[WHAT YOU ARE ASKED TO DO]: Repeat exactly the lines of the entries below from the one with "assert_eq!(client.entries().len(), 2);" through the one with "let (first, _feed) = scripted_channel();", both ends included, and nothing else.
——
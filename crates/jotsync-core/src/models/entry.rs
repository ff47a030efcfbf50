use chrono::{DateTime, Utc};
use serde::{Deserialize, Serialize};

/// Classification metadata attached to an entry by the backend. Absent on
/// pending entries; the server fills it in during enrichment.
#[derive(Debug, Clone, Serialize, Deserialize, PartialEq, Default)]
pub struct Classification {
    #[serde(default, skip_serializing_if = "Option::is_none")]
    pub kind: Option<String>,
    #[serde(default, skip_serializing_if = "Vec::is_empty")]
    pub tags: Vec<String>,
    #[serde(default, skip_serializing_if = "Option::is_none")]
    pub importance: Option<u8>,
    #[serde(default, skip_serializing_if = "Option::is_none")]
    pub extracted: Option<serde_json::Value>,
}

/// A user-visible record. `pending` and `temp_id` are client-only and never
/// persisted server-side: during the pending window an entry exists under its
/// `temp_id` only; once confirmed it carries the canonical `id` only.
#[derive(Debug, Clone, Serialize, Deserialize, PartialEq)]
pub struct Entry {
    #[serde(default, skip_serializing_if = "Option::is_none")]
    pub id: Option<String>,
    #[serde(default, skip_serializing_if = "Option::is_none")]
    pub temp_id: Option<String>,
    pub content: String,
    #[serde(default)]
    pub classification: Classification,
    pub created_at: DateTime<Utc>,
    pub updated_at: DateTime<Utc>,
    #[serde(default, skip_serializing_if = "std::ops::Not::not")]
    pub pending: bool,
}

impl Entry {
    #[must_use]
    pub fn pending_with_temp_id(temp_id: &str, content: &str, now: DateTime<Utc>) -> Self {
        Self {
            id: None,
            temp_id: Some(temp_id.to_string()),
            content: content.to_string(),
            classification: Classification::default(),
            created_at: now,
            updated_at: now,
            pending: true,
        }
    }

    /// Stable fingerprint of the user-authored payload, used to distinguish
    /// a redundant same-timestamp push from a genuine concurrent edit.
    #[must_use]
    pub fn content_hash(&self) -> String {
        blake3::hash(self.content.as_bytes()).to_hex().to_string()
    }
}

/// Request body for the remote write operation.
#[derive(Debug, Clone, Serialize, Deserialize, PartialEq)]
pub struct WriteRequest {
    pub content: String,
    pub user_id: String,
    pub source: String,
    #[serde(default, skip_serializing_if = "Option::is_none")]
    pub attachment_ref: Option<String>,
}
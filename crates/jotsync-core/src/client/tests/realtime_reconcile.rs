use chrono::Duration;

use super::*;
use crate::models::{FlushTrigger, SubmitStatus};

#[test]
fn push_arriving_before_confirmation_leaves_one_entry() {
    let writer = ScriptedWriter::new(vec![Outcome::Transient]);
    let (_dir, mut client) = fresh_client(&writer);

    let receipt = client
        .submit("Buy milk", SubmitOptions::default())
        .expect("submit");
    assert_eq!(receipt.status, SubmitStatus::Queued);

    let (channel, feed) = scripted_channel();
    client.attach_realtime(channel).expect("attach");
    push_event(&feed, insert_event(canonical_entry("e1", "Buy milk")));
    assert_eq!(client.poll_realtime().expect("poll"), 1);

    writer.push(Outcome::Confirm("e1"));
    client
        .flush(FlushTrigger::ConnectivityRestored)
        .expect("flush");

    let entries = client.entries();
    assert_eq!(entries.len(), 1);
    assert_eq!(entries[0].id.as_deref(), Some("e1"));
    assert!(!entries[0].pending);
}

#[test]
fn push_arriving_after_confirmation_is_idempotent() {
    let writer = ScriptedWriter::new(vec![Outcome::Transient]);
    let (_dir, mut client) = fresh_client(&writer);

    client
        .submit("Buy milk", SubmitOptions::default())
        .expect("submit");
    writer.push(Outcome::Confirm("e1"));
    client
        .flush(FlushTrigger::ConnectivityRestored)
        .expect("flush");

    let (channel, feed) = scripted_channel();
    client.attach_realtime(channel).expect("attach");
    push_event(&feed, insert_event(canonical_entry("e1", "Buy milk")));
    client.poll_realtime().expect("poll");

    assert_eq!(client.entries().len(), 1);
    assert_eq!(client.entries()[0].id.as_deref(), Some("e1"));
}

#[test]
fn newer_update_replaces_and_older_is_ignored() {
    let writer = ScriptedWriter::new(Vec::new());
    let (_dir, mut client) = fresh_client(&writer);

    let (channel, feed) = scripted_channel();
    client.attach_realtime(channel).expect("attach");

    let t0 = chrono::Utc::now();
    push_event(&feed, insert_event(canonical_entry_at("e1", "v1", t0)));
    client.poll_realtime().expect("poll insert");

    push_event(
        &feed,
        update_event(canonical_entry_at("e1", "v2", t0 + Duration::seconds(5))),
    );
    client.poll_realtime().expect("poll update");
    assert_eq!(client.entries()[0].content, "v2");

    push_event(
        &feed,
        update_event(canonical_entry_at("e1", "v0", t0 - Duration::seconds(5))),
    );
    client.poll_realtime().expect("poll stale update");
    assert_eq!(client.entries()[0].content, "v2");
}

#[test]
fn delete_push_removes_the_entry() {
    let writer = ScriptedWriter::new(Vec::new());
    let (_dir, mut client) = fresh_client(&writer);

    let (channel, feed) = scripted_channel();
    client.attach_realtime(channel).expect("attach");

    push_event(&feed, insert_event(canonical_entry("e1", "short lived")));
    client.poll_realtime().expect("poll insert");
    assert_eq!(client.entries().len(), 1);

    push_event(&feed, delete_event("e1"));
    client.poll_realtime().expect("poll delete");
    assert!(client.entries().is_empty());
}

#[test]
fn transport_drop_is_absorbed_by_resubscribing() {
    let writer = ScriptedWriter::new(Vec::new());
    let (_dir, mut client) = fresh_client(&writer);

    let (channel, feed) = scripted_channel();
    client.attach_realtime(channel).expect("attach");

    push_event(&feed, insert_event(canonical_entry("e1", "before drop")));
    push_drop(&feed);
    push_event(&feed, insert_event(canonical_entry("e2", "after drop")));

    assert_eq!(client.poll_realtime().expect("poll"), 2);
    assert_eq!(client.realtime_reconnects(), Some(1));
    assert_eq!(client.entries().len(), 2);
}

#[test]
fn second_subscription_is_refused() {
    let writer = ScriptedWriter::new(Vec::new());
    let (_dir, mut client) = fresh_client(&writer);

    let (first, _feed) = scripted_channel();
    client.attach_realtime(first).expect("first attach");

    let (second, _feed) = scripted_channel();
    let err = client
        .attach_realtime(second)
        .expect_err("second attach must fail");
    assert!(matches!(err, JotError::Conflict(_)));
}

#[test]
fn poll_without_subscription_applies_nothing() {
    let writer = ScriptedWriter::new(Vec::new());
    let (_dir, mut client) = fresh_client(&writer);

    assert_eq!(client.poll_realtime().expect("poll"), 0);
}
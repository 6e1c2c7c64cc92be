pub mod blocks;
pub mod config;
pub mod domain;
pub mod errors;
#[cfg(any(test, feature = "test-support"))]
pub mod fakes;
pub mod ports;
#[cfg(test)]
mod properties;
pub mod render;
pub mod service;

pub use blocks::MessagePayload;
pub use domain::ticket::{Priority, RawTicket, Ticket, TicketFields, TicketId, UpdatableField};
pub use errors::{InterfaceError, TicketError, TicketErrorKind};
pub use ports::{
    Destination, Directory, DirectoryError, DispatchError, Identity, NotificationSink, StoreError,
    TicketStore,
};
pub use service::{NotificationOutcome, TicketService, TransitionReport};
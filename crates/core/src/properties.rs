//! Property checks over arbitrary inbound tickets.

use std::collections::BTreeMap;
use std::sync::Arc;

use proptest::collection::btree_map;
use proptest::prelude::*;

use crate::blocks::Block;
use crate::domain::ticket::{
    RawTicket, Ticket, TicketFields, TicketId, FIELD_NAMES, IDENTITY_ATTRIBUTES,
};
use crate::errors::TicketError;
use crate::fakes::{InMemoryTicketStore, RecordingSink, StaticDirectory};
use crate::ports::TicketStore;
use crate::render::{self, FIELDS_BLOCK_ID};
use crate::service::TicketService;

const CHANNEL: &str = "https://hooks.slack.test/services/T/B/X";
const FIELD_LABELS: [&str; 4] = ["Requester", "Status", "Agent", "Priority"];

#[derive(Clone, Debug)]
struct Inbound {
    identity: [String; 4],
    fields: [Option<String>; 4],
    extra: BTreeMap<String, String>,
}

impl Inbound {
    fn raw(&self) -> RawTicket {
        let mut raw: RawTicket = self
            .extra
            .iter()
            .filter(|(key, _)| {
                !IDENTITY_ATTRIBUTES.contains(&key.as_str()) && !FIELD_NAMES.contains(&key.as_str())
            })
            .map(|(key, value)| (key.clone(), value.clone()))
            .collect();
        for (key, value) in IDENTITY_ATTRIBUTES.iter().zip(&self.identity) {
            raw.insert(*key, value.clone());
        }
        for (key, value) in FIELD_NAMES.iter().zip(&self.fields) {
            if let Some(value) = value {
                raw.insert(*key, value.clone());
            }
        }
        raw
    }

    fn expected(&self) -> Ticket {
        let field = |index: usize| self.fields[index].clone().unwrap_or_default();
        Ticket {
            id: TicketId(self.identity[0].clone()),
            link: self.identity[1].clone(),
            title: self.identity[2].clone(),
            description: self.identity[3].clone(),
            fields: TicketFields {
                requester: field(0),
                status: field(1),
                agent: field(2),
                priority: field(3),
            },
        }
    }
}

fn identity_value() -> impl Strategy<Value = String> {
    "[A-Za-z0-9][A-Za-z0-9 ._:/#-]{0,24}"
}

fn field_value() -> impl Strategy<Value = Option<String>> {
    proptest::option::of(prop_oneof![
        Just(String::new()),
        Just("   ".to_owned()),
        "[ -~]{0,24}",
    ])
}

fn inbound() -> impl Strategy<Value = Inbound> {
    (
        proptest::array::uniform4(identity_value()),
        proptest::array::uniform4(field_value()),
        btree_map("[a-z_]{1,10}", "[ -~]{0,16}", 0..4),
    )
        .prop_map(|(identity, fields, extra)| Inbound { identity, fields, extra })
}

fn non_updatable_name() -> impl Strategy<Value = String> {
    prop_oneof![
        Just("status".to_owned()),
        Just("requester".to_owned()),
        Just("Agent".to_owned()),
        Just(String::new()),
        "[a-zA-Z_.]{1,12}".prop_filter("updatable field", |name| {
            name != "agent" && name != "priority"
        }),
    ]
}

fn harness() -> (Arc<InMemoryTicketStore>, Arc<RecordingSink>, TicketService) {
    let store = Arc::new(InMemoryTicketStore::default());
    let sink = Arc::new(RecordingSink::default());
    let directory = Arc::new(StaticDirectory::default().with_user("U024BE7LH", "Jane Doe"));
    let service = TicketService::new(store.clone(), directory, sink.clone(), CHANNEL);
    (store, sink, service)
}

fn runtime() -> tokio::runtime::Runtime {
    tokio::runtime::Builder::new_current_thread().build().expect("runtime")
}

proptest! {
    #![proptest_config(ProptestConfig::with_cases(256))]

    #[test]
    fn create_then_find_returns_recognised_subset(inbound in inbound()) {
        let (_, _, service) = harness();
        let expected = inbound.expected();

        let found = runtime().block_on(async {
            service.create(&inbound.raw()).await?;
            service.find(&expected.id).await
        });

        prop_assert_eq!(found, Ok(expected));
    }

    #[test]
    fn non_updatable_names_are_rejected_without_side_effects(
        inbound in inbound(),
        name in non_updatable_name(),
        value in "\\PC{0,24}"
    ) {
        let (store, sink, service) = harness();
        let rt = runtime();
        let created = rt.block_on(service.create(&inbound.raw())).expect("create");
        let mut working = created.clone();

        let result = rt.block_on(service.update_field(&mut working, &name, &value));

        prop_assert_eq!(result, Err(TicketError::UnsupportedField(name.clone())));
        prop_assert_eq!(&working, &created);
        let stored = rt.block_on(store.get(&created.id)).expect("get");
        prop_assert_eq!(stored, Some(created));
        prop_assert!(sink.sent().is_empty());
    }

    #[test]
    fn render_is_stable_and_keeps_field_order(inbound in inbound(), interactive in any::<bool>()) {
        let ticket = inbound.expected();

        let first = serde_json::to_string(&render::render(&ticket, interactive)).expect("serialize");
        let second = serde_json::to_string(&render::render(&ticket, interactive)).expect("serialize");
        prop_assert_eq!(first, second);

        let payload = render::render(&ticket, interactive);
        let rendered: Vec<String> = payload
            .blocks
            .iter()
            .find_map(|block| match block {
                Block::Section { block_id, fields, .. } if block_id == FIELDS_BLOCK_ID => {
                    Some(fields.iter().map(|field| field.text().to_owned()).collect())
                }
                _ => None,
            })
            .unwrap_or_default();
        let expected: Vec<String> = FIELD_NAMES
            .iter()
            .zip(FIELD_LABELS)
            .map(|(key, label)| format!("*{label}*\n{}", ticket.fields.get(key).unwrap_or_default()))
            .collect();
        prop_assert_eq!(rendered, expected);
    }
}
use axum::{extract::State, http::StatusCode, routing::get, Json, Router};
use chrono::Utc;
use serde::Serialize;
use ticketrelay_db::DbPool;

#[derive(Clone)]
pub struct HealthState {
    db_pool: DbPool,
}

#[derive(Clone, Debug, PartialEq, Eq, Serialize)]
pub struct HealthCheck {
    pub status: &'static str,
    pub detail: String,
}

#[derive(Clone, Debug, PartialEq, Eq, Serialize)]
pub struct HealthResponse {
    pub status: &'static str,
    pub service: HealthCheck,
    pub database: HealthCheck,
    pub checked_at: String,
}

pub fn router(db_pool: DbPool) -> Router {
    Router::new().route("/health", get(health)).with_state(HealthState { db_pool })
}

pub async fn health(State(state): State<HealthState>) -> (StatusCode, Json<HealthResponse>) {
    let database = database_check(&state.db_pool).await;
    let ready = database.status == "ready";

    let payload = HealthResponse {
        status: if ready { "ready" } else { "degraded" },
        service: HealthCheck { status: "ready", detail: "ticket relay accepting requests".to_string() },
        database,
        checked_at: Utc::now().to_rfc3339(),
    };

    let status_code = if ready { StatusCode::OK } else { StatusCode::SERVICE_UNAVAILABLE };
    (status_code, Json(payload))
}

async fn database_check(pool: &DbPool) -> HealthCheck {
    match sqlx::query_scalar::<_, i64>("SELECT COUNT(*) FROM ticket").fetch_one(pool).await {
        Ok(count) => HealthCheck { status: "ready", detail: format!("{count} tickets stored") },
        Err(error) => {
            HealthCheck { status: "degraded", detail: format!("database query failed: {error}") }
        }
    }
}
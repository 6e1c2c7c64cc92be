use std::time::Duration;

use sqlx::sqlite::SqlitePoolOptions;
use tracing::debug;

pub type DbPool = sqlx::SqlitePool;

pub async fn connect(database_url: &str) -> Result<DbPool, sqlx::Error> {
    connect_with_settings(database_url, 5, 30).await
}

pub async fn connect_with_settings(
    database_url: &str,
    max_connections: u32,
    timeout_secs: u64,
) -> Result<DbPool, sqlx::Error> {
    debug!(
        event_name = "db.pool.connecting",
        max_connections = max_connections.max(1),
        timeout_secs = timeout_secs.max(1),
        "opening sqlite pool"
    );

    SqlitePoolOptions::new()
        .max_connections(max_connections.max(1))
        .acquire_timeout(Duration::from_secs(timeout_secs.max(1)))
        .after_connect(|conn, _meta| {
            Box::pin(async move {
                sqlx::query("PRAGMA journal_mode = WAL").execute(&mut *conn).await?;
                sqlx::query("PRAGMA busy_timeout = 5000").execute(&mut *conn).await?;
                Ok(())
            })
        })
        .connect(database_url)
        .await
}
——
[THE ANSWER]:
    assert_eq!(client.entries().len(), 2);
}

#[test]
fn second_subscription_is_refused() {
    let writer = ScriptedWriter::new(Vec::new());
    let (_dir, mut client) = fresh_client(&writer);

    let (first, _feed) = scripted_channel();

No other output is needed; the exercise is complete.